[What is needed]
Copy word for word, and only, the lines below from the one with "as currently configured." through the last.
>>>
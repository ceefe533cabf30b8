use plotters::prelude::*;

use crate::error::AppResult;
use crate::frames::{ALERT_MAX_SCORE, Frame, STABLE_MAX_SCORE};

use super::{ALERT_COLOR, UNSTABLE_COLOR};

const PLOT_SIZE: (u32, u32) = (1600, 600);
const Y_HEADROOM: f64 = 1.1;

/// Stability score per frame, with the two band thresholds ruled across.
///
/// # Errors
///
/// Returns an error when the backing file cannot be drawn or presented.
pub fn plot_score_timeline(frames: &[Frame], path: &str) -> AppResult<()> {
    if frames.is_empty() {
        return Ok(());
    }

    let mut scores = Vec::with_capacity(frames.len());
    for (idx, frame) in frames.iter().enumerate() {
        let Some(point) = frame.points.first() else {
            continue;
        };
        scores.push((idx as f64, point.score));
    }

    let score_max = scores
        .iter()
        .map(|(_, score)| *score)
        .fold(1.0_f64, f64::max);
    let y_max = score_max * Y_HEADROOM;
    let x_max = (frames.len() as f64).max(1.0);

    let root = BitMapBackend::new(path, PLOT_SIZE).into_drawing_area();
    root.fill(&WHITE)?;

    let mut chart = ChartBuilder::on(&root)
        .caption("Stability Score", ("sans-serif", 30))
        .margin(10)
        .x_label_area_size(40)
        .y_label_area_size(50)
        .build_cartesian_2d(0f64..x_max, 0f64..y_max)?;

    chart
        .configure_mesh()
        .x_desc("Frame")
        .y_desc("Score")
        .draw()?;

    let thresholds = [
        ("alert threshold", STABLE_MAX_SCORE, ALERT_COLOR),
        ("unstable threshold", ALERT_MAX_SCORE, UNSTABLE_COLOR),
    ];
    for (label, level, color) in thresholds {
        chart
            .draw_series(LineSeries::new(
                [(0.0, level), (x_max, level)],
                color.mix(0.6),
            ))?
            .label(label)
            .legend(move |(x, y)| {
                PathElement::new(vec![(x, y), (x.saturating_add(20), y)], color)
            });
    }

    chart
        .draw_series(LineSeries::new(scores.iter().copied(), BLUE))?
        .label("score")
        .legend(|(x, y)| PathElement::new(vec![(x, y), (x.saturating_add(20), y)], BLUE));

    chart
        .configure_series_labels()
        .border_style(BLACK)
        .background_style(WHITE.mix(0.8))
        .draw()?;

    root.present()?;
    Ok(())
}
use clap::Parser;
use std::time::Duration;

use crate::frames::FilterBounds;

use super::defaults::default_charts_path;
use super::parsers::{parse_bound_arg, parse_duration_arg, parse_header};

#[derive(Debug, Parser, Clone)]
#[clap(
    version,
    about = "Terminal visualization client for indoor air-quality monitoring - live index gauges, stability playback, correlation views, and chart exports."
)]
pub struct MonitorArgs {
    /// Base URL of the monitoring feed API
    #[arg(long, short)]
    pub url: Option<String>,

    /// Extra request headers in 'Key: Value' format (repeatable)
    #[arg(long, short = 'H', value_parser = parse_header)]
    pub headers: Vec<(String, String)>,

    /// Request timeout (supports ms/s/m/h)
    #[arg(long, value_parser = parse_duration_arg, default_value = "10s")]
    pub timeout: Duration,

    /// Replay recent history with stability classification instead of
    /// watching live readings
    #[arg(long)]
    pub playback: bool,

    /// Lookback window for history fetches (supports ms/s/m/h)
    #[arg(long, value_parser = parse_duration_arg, default_value = "1h")]
    pub lookback: Duration,

    /// Playback step cadence (supports ms/s/m/h)
    #[arg(long, value_parser = parse_duration_arg, default_value = "400ms")]
    pub tick: Duration,

    /// Poll interval for live readings (supports ms/s/m/h)
    #[arg(long, value_parser = parse_duration_arg, default_value = "5s")]
    pub poll: Duration,

    /// Lower TCI bound of the range filter
    #[arg(long = "tci-min", value_parser = parse_bound_arg, default_value = "0")]
    pub tci_min: f64,

    /// Upper TCI bound of the range filter
    #[arg(long = "tci-max", value_parser = parse_bound_arg, default_value = "100")]
    pub tci_max: f64,

    /// Lower SRI bound of the range filter
    #[arg(long = "sri-min", value_parser = parse_bound_arg, default_value = "0")]
    pub sri_min: f64,

    /// Upper SRI bound of the range filter
    #[arg(long = "sri-max", value_parser = parse_bound_arg, default_value = "100")]
    pub sri_max: f64,

    /// Fetch history once, write chart PNGs, and exit
    #[arg(long = "export-charts")]
    pub export_charts: bool,

    /// Output directory for exported charts
    #[arg(long = "charts-path", default_value_t = default_charts_path())]
    pub charts_path: String,

    /// Skip correlation matrix fetches
    #[arg(long = "no-correlation")]
    pub no_correlation: bool,

    /// Disable the interactive terminal UI (print a one-shot summary)
    #[arg(long = "no-ui")]
    pub no_ui: bool,

    /// Disable ANSI colors
    #[arg(long = "no-color")]
    pub no_color: bool,

    /// Verbose logging
    #[arg(long, short)]
    pub verbose: bool,

    /// Path to a TOML/JSON config file
    #[arg(long, short)]
    pub config: Option<String>,
}

impl MonitorArgs {
    /// Range-filter bounds as currently configured.
    #[must_use]
    pub const fn bounds(&self) -> FilterBounds {
        FilterBounds {
            tci_min: self.tci_min,
            tci_max: self.tci_max,
            sri_min: self.sri_min,
            sri_max: self.sri_max,
        }
    }
}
<<<
[Reply to the exercise]
    /// Range-filter bounds as currently configured.
    #[must_use]
    pub const fn bounds(&self) -> FilterBounds {
        FilterBounds {
            tci_min: self.tci_min,
            tci_max: self.tci_max,
            sri_min: self.sri_min,
            sri_max: self.sri_max,
        }
    }
}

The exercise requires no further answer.